John Angus Campbell’s Election Campaign Gets a Boost from the Kitsap Sun

Discovery Institute Fellow John Angus Campbell picked up a recommendation from the Kitsap Sun newspaper recently, in an apparent “anyone but the incumbents” bright-line choice that overlooks the baggage the non-incumbents may be carrying with them. In other words, reading the endorsement makes it clear that the Sun’s evaluation of Campbell went no further than the fact that Campbell is challenging the incumbent and has stated that he wishes to improve education for the children. The latter seems a trite superfluency when one considers that these are all people running for school board positions.

The Seattle Weekly ran an article pointing out Campbell’s record of advocacy for “intelligent design”. Campbell has responded on his campaign website, saying that of course he is not an advocate of “intelligent design”, but merely favors “classical liberal education” that might include arguments that “challenge ideas I personally favor”.

Wow. For someone who claims to “personally favor” “Darwinian” views, one would be hard-pressed to find any evidence of such favoritism on Campbell’s part. On the other hand, one finds Campbell has been a productive apologist for the goals and aims of the Discovery Institute’s Center for the Renewal of Science and Culture, co-editing books described as “wedge books” and offered as evidence that IDC has “peer-reviewed or peer-edited” content.

There’s more good stuff in Ian Ramjohn’s article on the topic, pointing out that Campbell has offered an explanation for his withdrawal from the Kitzmiller v. DASD case as an expert witness that is at odds with the account offered under oath by DI CRSC director Stephen C. Meyer. Campbell casts it as a matter of principle, where his withdrawal was premised on a fundamental philosophical disconnect with the aims of the Dover Area School Board. Meyer recounts it as a disagreement over whether Campbell and other DI Fellows could be represented personally by DI-affiliated lawyers during the proceedings, insistence upon which the Thomas More Law Center, quite properly, objected to. [At least o]ne of them is lying to us… North Mason School District voters, do you feel lucky pulling the lever for Campbell? Further, there was the interview in 2006 with DI head honcho Bruce Chapman, who stated that he had requested the five DI-affiliated expert witnesses withdraw from the case because of his assessment that the Dover defendants were going to lose. That sounds a lot more like political expediency rather than philosophical principle. While the case was unfolding, we were treated to three different, and fundamentally incompatible, versions of why DI CRSC Senior Fellow William Dembski dropped out of the case, so this multiplicity of remembrances is no novelty when it comes to what can be spun from the mess.

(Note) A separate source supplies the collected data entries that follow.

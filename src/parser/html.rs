use crate::{
    ast::{Element, ElementAttr, ElementChild, Expression},
    tokenizer::{html::html_tokens, is_void_tag, unescape, Token, TokenType, Tokenizer},
};

use super::{
    consume, consumed_span, expression, peek_type, ParseContext, ParseError,
    ParseErrorWithContext,
};

/// Parses an `HtmlBlock` token into an element tree.
pub(crate) fn element_block(
    context: &ParseContext,
    block: &Token,
) -> Result<Element, ParseErrorWithContext> {
    let _guard = context.push("html");
    let tokens: Vec<Token> = html_tokens(block)
        .map_err(|err| context.error(err.into(), std::slice::from_ref(block)))?
        .into_iter()
        .filter(|t| !t.token_type.is_trivia())
        .collect();

    let (element, rest) = element(context, &tokens)?;
    if !rest.is_empty() {
        return Err(context.error(ParseError::Unexpected(rest[0].token_type), rest));
    }
    Ok(element)
}

fn element<'a>(
    context: &ParseContext,
    tokens: &'a [Token],
) -> Result<(Element, &'a [Token]), ParseErrorWithContext> {
    let _guard = context.push("element");
    let start = tokens;
    let tokens = consume(context, tokens, TokenType::Less)?;
    let (tag, mut tokens) = joined_name(context, tokens)?;
    let mut attrs = Vec::new();

    loop {
        match peek_type(tokens) {
            Some(TokenType::SelfClose) => {
                let rest = &tokens[1..];
                return Ok((
                    Element {
                        tag,
                        attrs,
                        children: vec![],
                        self_closing: true,
                        span: consumed_span(start, rest),
                    },
                    rest,
                ));
            }
            Some(TokenType::Greater) => {
                tokens = &tokens[1..];
                break;
            }
            _ => {
                let (attr, rest) = attribute(context, tokens)?;
                attrs.push(attr);
                tokens = rest;
            }
        }
    }

    if is_void_tag(&tag) {
        return Ok((
            Element {
                tag,
                attrs,
                children: vec![],
                self_closing: false,
                span: consumed_span(start, tokens),
            },
            tokens,
        ));
    }

    let mut children = Vec::new();
    loop {
        let Some(token) = tokens.first() else {
            return Err(context.error(ParseError::Expected(TokenType::ClosingTagStart), tokens));
        };
        match token.token_type {
            TokenType::ClosingTagStart => {
                let (found, rest) = joined_name(context, &tokens[1..])?;
                if found != tag {
                    return Err(context.error(
                        ParseError::InvalidClosingTag {
                            expected: tag,
                            found,
                        },
                        tokens,
                    ));
                }
                let rest = consume(context, rest, TokenType::Greater)?;
                return Ok((
                    Element {
                        tag,
                        attrs,
                        children,
                        self_closing: false,
                        span: consumed_span(start, rest),
                    },
                    rest,
                ));
            }
            TokenType::Less => {
                let (child, rest) = element(context, tokens)?;
                children.push(ElementChild::Element(child));
                tokens = rest;
            }
            TokenType::HtmlText => {
                if !(token.text.trim().is_empty() && token.text.contains('\n')) {
                    children.push(ElementChild::RawText(token.text.clone()));
                }
                tokens = &tokens[1..];
            }
            TokenType::LeftBrace | TokenType::UnescapedBrace => {
                let unescaped = token.token_type == TokenType::UnescapedBrace;
                let (expr, rest) = expression(context, &tokens[1..])?;
                let rest = consume(context, rest, TokenType::RightBrace)?;
                children.push(ElementChild::DynamicText { expr, unescaped });
                tokens = rest;
            }
            other => return Err(context.error(ParseError::Unexpected(other), tokens)),
        }
    }
}

fn attribute<'a>(
    context: &ParseContext,
    tokens: &'a [Token],
) -> Result<(ElementAttr, &'a [Token]), ParseErrorWithContext> {
    let _guard = context.push("attribute");
    let (dynamic, tokens) = match peek_type(tokens) {
        Some(TokenType::Colon) => (true, &tokens[1..]),
        _ => (false, tokens),
    };
    let name_start = tokens;
    let (name, tokens) = joined_name(context, tokens)?;

    if peek_type(tokens) != Some(&TokenType::Equal) {
        if dynamic {
            let reference = reference_expression(context, &name, name_start)?;
            return Ok((ElementAttr::Dynamic(name, reference), tokens));
        }
        return Ok((ElementAttr::Bare(name), tokens));
    }

    let tokens = &tokens[1..];
    let Some(value) = tokens.first() else {
        return Err(context.error(ParseError::ExpectedValue, tokens));
    };
    match value.token_type {
        TokenType::String if dynamic => {
            let expr = string_expression(context, value)?;
            Ok((ElementAttr::Dynamic(name, expr), &tokens[1..]))
        }
        TokenType::String => Ok((
            ElementAttr::Text(name, unescape(value.string_body())),
            &tokens[1..],
        )),
        TokenType::LeftBrace => {
            let (expr, rest) = expression(context, &tokens[1..])?;
            let rest = consume(context, rest, TokenType::RightBrace)?;
            Ok((ElementAttr::Dynamic(name, expr), rest))
        }
        _ => Err(context.error(
            ParseError::ExpectedOneOf(vec![TokenType::String, TokenType::LeftBrace]),
            tokens,
        )),
    }
}

/// Re-lexes the body of a `:attr="…"` string as an expression.
fn string_expression(
    context: &ParseContext,
    value: &Token,
) -> Result<Expression, ParseErrorWithContext> {
    let body = value.string_body();
    let tokens: Vec<Token> = Tokenizer::with_position(
        body,
        value.span.file.clone(),
        value.span.line,
        value.span.column + 1,
    )
    .tokens()
    .map_err(|err| context.error(err.into(), std::slice::from_ref(value)))?
    .into_iter()
    .filter(|t| !t.token_type.is_trivia())
    .collect();

    let (expr, rest) = expression(context, &tokens)?;
    match peek_type(rest) {
        Some(TokenType::Eof) | None => Ok(expr),
        Some(other) => Err(context.error(ParseError::Unexpected(*other), rest)),
    }
}

fn reference_expression(
    context: &ParseContext,
    name: &str,
    tokens: &[Token],
) -> Result<Expression, ParseErrorWithContext> {
    let Some(first) = tokens.first() else {
        return Err(context.error(ParseError::ExpectedIdentifier, tokens));
    };
    let reference = Token {
        token_type: TokenType::Identifier,
        text: name.to_string(),
        span: first.span.clone(),
        attrs: Default::default(),
    };
    let (expr, _) = expression(context, std::slice::from_ref(&reference))?;
    Ok(expr)
}

/// Joins adjacent name parts such as `n-to`, `data.x` or `hx:get`.
fn joined_name<'a>(
    context: &ParseContext,
    tokens: &'a [Token],
) -> Result<(String, &'a [Token]), ParseErrorWithContext> {
    let Some(first) = tokens.first() else {
        return Err(context.error(ParseError::ExpectedIdentifier, tokens));
    };
    if first.token_type != TokenType::Identifier {
        return Err(context.error(ParseError::ExpectedIdentifier, tokens));
    }

    let mut name = first.text.clone();
    let mut last = first;
    let mut rest = &tokens[1..];
    while let [separator, part, after @ ..] = rest {
        let adjacent = |a: &Token, b: &Token| {
            a.span.line == b.span.line && a.span.column_end == b.span.column
        };
        let joins = matches!(
            separator.token_type,
            TokenType::Minus | TokenType::Dot | TokenType::Colon
        ) && part.token_type == TokenType::Identifier
            && adjacent(last, separator)
            && adjacent(separator, part);
        if !joins {
            break;
        }
        name.push_str(&separator.text);
        name.push_str(&part.text);
        last = part;
        rest = after;
    }
    Ok((name, rest))
}

#[cfg(test)]
mod test {
    use pretty_assertions::assert_eq;

    use super::*;
    use crate::{cancel::CancellationToken, tokenizer::tokens};

    fn parse_element(source: &str) -> Result<Element, ParseErrorWithContext> {
        let block = tokens(&format!("return {source}"), "test.nubo")
            .unwrap()
            .into_iter()
            .find(|t| t.token_type == TokenType::HtmlBlock)
            .expect("html block");
        let context = ParseContext::new(CancellationToken::new());
        element_block(&context, &block)
    }

    #[test]
    fn test_attributes() {
        let element =
            parse_element("<a n-to=\"/x\" :id=\"4\" :title disabled class={cls}>go</a>").unwrap();
        assert_eq!(element.tag, "a");
        let names: Vec<_> = element
            .attrs
            .iter()
            .map(|attr| match attr {
                ElementAttr::Text(name, _) => format!("text:{name}"),
                ElementAttr::Dynamic(name, _) => format!("dynamic:{name}"),
                ElementAttr::Bare(name) => format!("bare:{name}"),
            })
            .collect();
        assert_eq!(
            names,
            vec![
                "text:n-to",
                "dynamic:id",
                "dynamic:title",
                "bare:disabled",
                "dynamic:class"
            ]
        );
        assert_eq!(element.children, vec![ElementChild::RawText("go".into())]);
    }

    #[test]
    fn test_children() {
        let element =
            parse_element("<ul>\n  <li>{name}</li>\n  <li>!{raw}</li>\n  <br>\n</ul>").unwrap();
        assert_eq!(element.children.len(), 3);
        let ElementChild::Element(second) = &element.children[1] else {
            panic!("expected element");
        };
        assert!(matches!(
            second.children[0],
            ElementChild::DynamicText {
                unescaped: true,
                ..
            }
        ));
    }

    #[test]
    fn test_self_closing() {
        let element = parse_element("<Card title=\"x\" />").unwrap();
        assert!(element.self_closing);
        assert_eq!(element.tag, "Card");
    }

    #[test]
    fn test_invalid_closing_tag() {
        let err = parse_element("<div><span></div></span>").unwrap_err();
        assert!(matches!(err.error, ParseError::InvalidClosingTag { .. }));
    }
}
use std::{fmt::Display, path::PathBuf};

use colored::Colorize;

use crate::{
    config::ConfigError, events::EventError, parser::ParseErrors, prepared::PreparedError,
    span::Span, tokenizer::TokenizeError, value::prototype::PrototypeError,
};

/// Closed set of error levels shown to users.
#[derive(Debug, Clone, Copy, PartialEq, Eq, Hash)]
pub enum Level {
    Fatal,
    Syntax,
    Semantic,
    Runtime,
    Type,
    Value,
    Import,
}

impl Display for Level {
    fn fmt(&self, f: &mut std::fmt::Formatter<'_>) -> std::fmt::Result {
        let text = match self {
            Level::Fatal => "FatalError",
            Level::Syntax => "SyntaxError",
            Level::Semantic => "SemanticError",
            Level::Runtime => "RuntimeError",
            Level::Type => "TypeError",
            Level::Value => "ValueError",
            Level::Import => "ImportError",
        };
        write!(f, "{text}")
    }
}

#[derive(Debug, Clone, thiserror::Error)]
pub enum ExecutionErrorKind {
    #[error("undefined variable '{0}'")]
    UndefinedVariable(String),
    #[error("variable '{0}' is immutable")]
    ImmutableVariable(String),
    #[error("'{0}' is already declared in this scope")]
    AlreadyDeclared(String),
    #[error("{0}")]
    TypeMismatch(String),
    #[error("expected {expected} (minimum {minimum}) arguments, got {got}")]
    ArgumentCount {
        expected: usize,
        minimum: usize,
        got: usize,
    },
    #[error("failed to evaluate expression: {0}")]
    Expression(String),
    #[error("cannot operate on type {0}")]
    InvalidOperand(String),
    #[error("division by zero")]
    DivisionByZero,
    #[error("unknown property '{name}' on {ty}")]
    UnknownProperty { name: String, ty: String },
    #[error("private member '{0}' is not accessible here")]
    PrivateAccess(String),
    #[error("value of type {0} is not callable")]
    NotCallable(String),
    #[error("value of type {0} is not iterable")]
    NotIterable(String),
    #[error("index {index} out of range for length {length}")]
    IndexOutOfRange { index: i64, length: usize },
    #[error("'{0}' used outside of a loop")]
    SignalOutsideLoop(String),
    #[error("condition must be bool, got {0}")]
    ConditionNotBool(String),
    #[error("dict key of type {0} is not hashable")]
    UnhashableKey(String),
    #[error("{0}")]
    Value(String),
    #[error("{0}")]
    Runtime(String),
    #[error("panic: {0}")]
    Panic(String),
    #[error("{0}")]
    Import(String),
    #[error("{0}")]
    Syntax(String),
    #[error(transparent)]
    Prototype(#[from] PrototypeError),
    #[error(transparent)]
    Event(#[from] EventError),
    #[error("execution cancelled")]
    Cancelled,
}

impl ExecutionErrorKind {
    pub fn level(&self) -> Level {
        match self {
            ExecutionErrorKind::Cancelled => Level::Fatal,
            ExecutionErrorKind::Syntax(_) | ExecutionErrorKind::SignalOutsideLoop(_) => {
                Level::Syntax
            }
            ExecutionErrorKind::AlreadyDeclared(_) | ExecutionErrorKind::Prototype(_) => {
                Level::Semantic
            }
            ExecutionErrorKind::TypeMismatch(_)
            | ExecutionErrorKind::ArgumentCount { .. }
            | ExecutionErrorKind::InvalidOperand(_)
            | ExecutionErrorKind::NotCallable(_)
            | ExecutionErrorKind::NotIterable(_)
            | ExecutionErrorKind::ConditionNotBool(_)
            | ExecutionErrorKind::UnhashableKey(_) => Level::Type,
            ExecutionErrorKind::DivisionByZero
            | ExecutionErrorKind::IndexOutOfRange { .. }
            | ExecutionErrorKind::Value(_) => Level::Value,
            ExecutionErrorKind::Import(_) => Level::Import,
            ExecutionErrorKind::UndefinedVariable(_)
            | ExecutionErrorKind::ImmutableVariable(_)
            | ExecutionErrorKind::Expression(_)
            | ExecutionErrorKind::UnknownProperty { .. }
            | ExecutionErrorKind::PrivateAccess(_)
            | ExecutionErrorKind::Runtime(_)
            | ExecutionErrorKind::Panic(_)
            | ExecutionErrorKind::Event(_) => Level::Runtime,
        }
    }

    /// Short label used as the `base` of a caught error.
    pub fn base(&self) -> &'static str {
        match self {
            ExecutionErrorKind::UndefinedVariable(_) => "Undefined variable",
            ExecutionErrorKind::ImmutableVariable(_) => "Variable is immutable",
            ExecutionErrorKind::AlreadyDeclared(_) => "Already declared",
            ExecutionErrorKind::TypeMismatch(_) => "Type mismatch",
            ExecutionErrorKind::ArgumentCount { .. } => "Argument count mismatch",
            ExecutionErrorKind::Expression(_) | ExecutionErrorKind::InvalidOperand(_) => {
                "Expression error"
            }
            ExecutionErrorKind::DivisionByZero => "Division by zero",
            ExecutionErrorKind::UnknownProperty { .. } => "Unknown property",
            ExecutionErrorKind::PrivateAccess(_) => "Private access",
            ExecutionErrorKind::NotCallable(_) => "Not callable",
            ExecutionErrorKind::NotIterable(_) => "Not iterable",
            ExecutionErrorKind::IndexOutOfRange { .. } => "Index out of range",
            ExecutionErrorKind::SignalOutsideLoop(_) => "Invalid signal",
            ExecutionErrorKind::ConditionNotBool(_) => "Invalid condition",
            ExecutionErrorKind::UnhashableKey(_) => "Unhashable key",
            ExecutionErrorKind::Value(_) => "Invalid value",
            ExecutionErrorKind::Runtime(_) => "Runtime error",
            ExecutionErrorKind::Panic(_) => "Panic",
            ExecutionErrorKind::Import(_) => "Import error",
            ExecutionErrorKind::Syntax(_) => "Syntax error",
            ExecutionErrorKind::Prototype(_) => "Prototype error",
            ExecutionErrorKind::Event(_) => "Event error",
            ExecutionErrorKind::Cancelled => "Cancelled",
        }
    }
}

/// An interpreter failure with the locator where it happened and the
/// boundaries it crossed on the way out.
#[derive(Debug, Clone, thiserror::Error)]
#[error("{kind}")]
pub struct ExecutionError {
    pub kind: ExecutionErrorKind,
    pub span: Span,
    pub trace: Vec<Span>,
}

impl ExecutionError {
    pub fn new(kind: impl Into<ExecutionErrorKind>, span: Span) -> Self {
        Self {
            kind: kind.into(),
            span,
            trace: Vec::new(),
        }
    }

    pub fn level(&self) -> Level {
        self.kind.level()
    }

    /// Records a crossed call, block or import boundary.
    pub fn with_trace(mut self, span: &Span) -> Self {
        if span.is_detached() {
            return self;
        }
        let duplicate = self.trace.last().map_or(&self.span, |last| last) == span;
        if !duplicate {
            self.trace.push(span.clone());
        }
        self
    }

    /// Whether `try` may catch this error.
    pub fn is_catchable(&self) -> bool {
        !matches!(self.level(), Level::Fatal)
    }
}

/// Attaches a locator to a bare error kind.
pub trait WithSpan<T> {
    fn at(self, span: &Span) -> Result<T, ExecutionError>;
}

impl<T, K: Into<ExecutionErrorKind>> WithSpan<T> for Result<T, K> {
    fn at(self, span: &Span) -> Result<T, ExecutionError> {
        self.map_err(|kind| ExecutionError::new(kind, span.clone()))
    }
}

#[derive(Debug, thiserror::Error)]
pub enum Error {
    #[error(transparent)]
    Tokenize(#[from] TokenizeError),
    #[error(transparent)]
    Parse(#[from] ParseErrors),
    #[error(transparent)]
    Execution(#[from] ExecutionError),
    #[error("failed to read {path}: {source}")]
    Io {
        path: PathBuf,
        source: std::io::Error,
    },
    #[error(transparent)]
    Prepared(#[from] PreparedError),
    #[error(transparent)]
    Config(#[from] ConfigError),
}

impl Error {
    pub fn level(&self) -> Level {
        match self {
            Error::Tokenize(_) => Level::Syntax,
            Error::Parse(errors) if errors.is_cancelled() => Level::Fatal,
            Error::Parse(_) => Level::Syntax,
            Error::Execution(err) => err.level(),
            Error::Io { .. } | Error::Prepared(_) | Error::Config(_) => Level::Fatal,
        }
    }

    pub fn span(&self) -> Option<&Span> {
        match self {
            Error::Tokenize(err) => Some(err.span()),
            Error::Parse(errors) => errors.first().and_then(|e| e.span()),
            Error::Execution(err) => Some(&err.span),
            _ => None,
        }
    }

    pub fn trace(&self) -> &[Span] {
        match self {
            Error::Execution(err) => &err.trace,
            _ => &[],
        }
    }

    fn message(&self) -> String {
        match self {
            Error::Parse(errors) => errors
                .0
                .iter()
                .map(|e| e.error.to_string())
                .collect::<Vec<_>>()
                .join("; "),
            other => other.to_string(),
        }
    }

    /// `Level: message at file:line:col`, a source snippet around the
    /// offending line and the trace. Reads the source from disk.
    pub fn render(&self, color: bool) -> String {
        let source = self
            .span()
            .and_then(|span| std::fs::read_to_string(&*span.file).ok());
        self.render_with_source(color, source.as_deref())
    }

    pub fn render_with_source(&self, color: bool, source: Option<&str>) -> String {
        colored::control::set_override(color);
        let mut out = String::new();

        let level = self.level().to_string();
        out.push_str(&format!("{}: {}", level.red().bold(), self.message()));
        if let Some(span) = self.span().filter(|s| !s.is_detached()) {
            out.push_str(&format!(" at {}", span.to_string().cyan()));
            if let Some(source) = source {
                out.push('\n');
                out.push_str(&snippet(source, span));
            }
        }

        let trace = self.trace();
        if !trace.is_empty() {
            out.push_str(&format!("\n{}", "trace:".dimmed()));
            for span in trace.iter().rev() {
                out.push_str(&format!("\n  at {span}"));
            }
        }

        colored::control::unset_override();
        out
    }
}

/// Up to four lines of context on each side; the failing line is marked.
fn snippet(source: &str, span: &Span) -> String {
    let lines: Vec<&str> = source.lines().collect();
    let first = span.line.saturating_sub(4).max(1);
    let last = (span.line + 4).min(lines.len());
    let width = last.to_string().len();

    let mut out = Vec::new();
    for number in first..=last {
        let Some(line) = lines.get(number - 1) else {
            break;
        };
        if number == span.line {
            let marker = format!("> {number:>width$} | {line}");
            out.push(marker.yellow().to_string());
            let underline = " ".repeat(span.column.saturating_sub(1))
                + &"^".repeat(span.column_end.saturating_sub(span.column).max(1));
            out.push(format!("  {:>width$} | {}", "", underline.red()));
        } else {
            out.push(format!("  {number:>width$} | {line}"));
        }
    }
    out.join("\n")
}

#[cfg(test)]
mod test {
    use std::sync::Arc;

    use super::*;

    #[test]
    fn test_trace_skips_consecutive_duplicates() {
        let file: Arc<str> = Arc::from("main.nubo");
        let at = |line| Span::new(file.clone(), line, 1, 2);
        let err = ExecutionError::new(ExecutionErrorKind::DivisionByZero, at(3))
            .with_trace(&at(3))
            .with_trace(&at(7))
            .with_trace(&at(7))
            .with_trace(&Span::detached());
        assert_eq!(err.trace, vec![at(7)]);
    }

    #[test]
    fn test_render_without_color() {
        let source = "let a = 1\nlet b = a / 0\nreturn b\n";
        let err: Error = ExecutionError::new(
            ExecutionErrorKind::DivisionByZero,
            Span::new(Arc::from("main.nubo"), 2, 9, 14),
        )
        .into();
        let rendered = err.render_with_source(false, Some(source));
        assert!(rendered.starts_with("ValueError: division by zero at main.nubo:2:9"));
        assert!(rendered.contains("> 2 | let b = a / 0"));
        assert!(rendered.contains("^^^^^"));
    }

    #[test]
    fn test_cancellation_is_not_catchable() {
        let err = ExecutionError::new(ExecutionErrorKind::Cancelled, Span::detached());
        assert!(!err.is_catchable());
        assert_eq!(err.level().to_string(), "FatalError");
    }
}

But I think Campbell’s version of things rings hollow all on its own. The Dover case did not substantially change during the brief period of Campbell’s being part of the defense team. The points at issue there were the policy and the supplemental textbook, Of Pandas and People, neither of which changed in the period between Campbell’s submission of his expert report supporting the Dover policy and choice of text, and his purported philosophizing leading to the parting of the ways. In his expert report, Campbell asserts,

Acknowledging the legitimacy of different perspectives – such as those offered by advocates of ID – is one of the defining marks of a master teacher as traditionally understood in the context of a liberal education, and, therefore, advances education, and, in this case, a better understanding of Darwinism.

All of that, it turns out, is wrong. “Acknowledging the legitimacy of different perspectives” is not a matter that defines a “master teacher”; it is a matter of discrimination that the field in question must determine. Campbell’s advocacy here is to have no standard whatsoever for what is considered “legitimate” and what is claptrap. A master teacher, in my view, doesn’t go out of his or her way to leave the impression with their students that falsehoods are legitimate. And advocates of IDC have offered up falsehood after falsehood when it comes to discussing evolutionary science. These do not advance education, and they lead students to misunderstandings of evolutionary science, a primary one being that there is some specific current stance called “Darwinism”.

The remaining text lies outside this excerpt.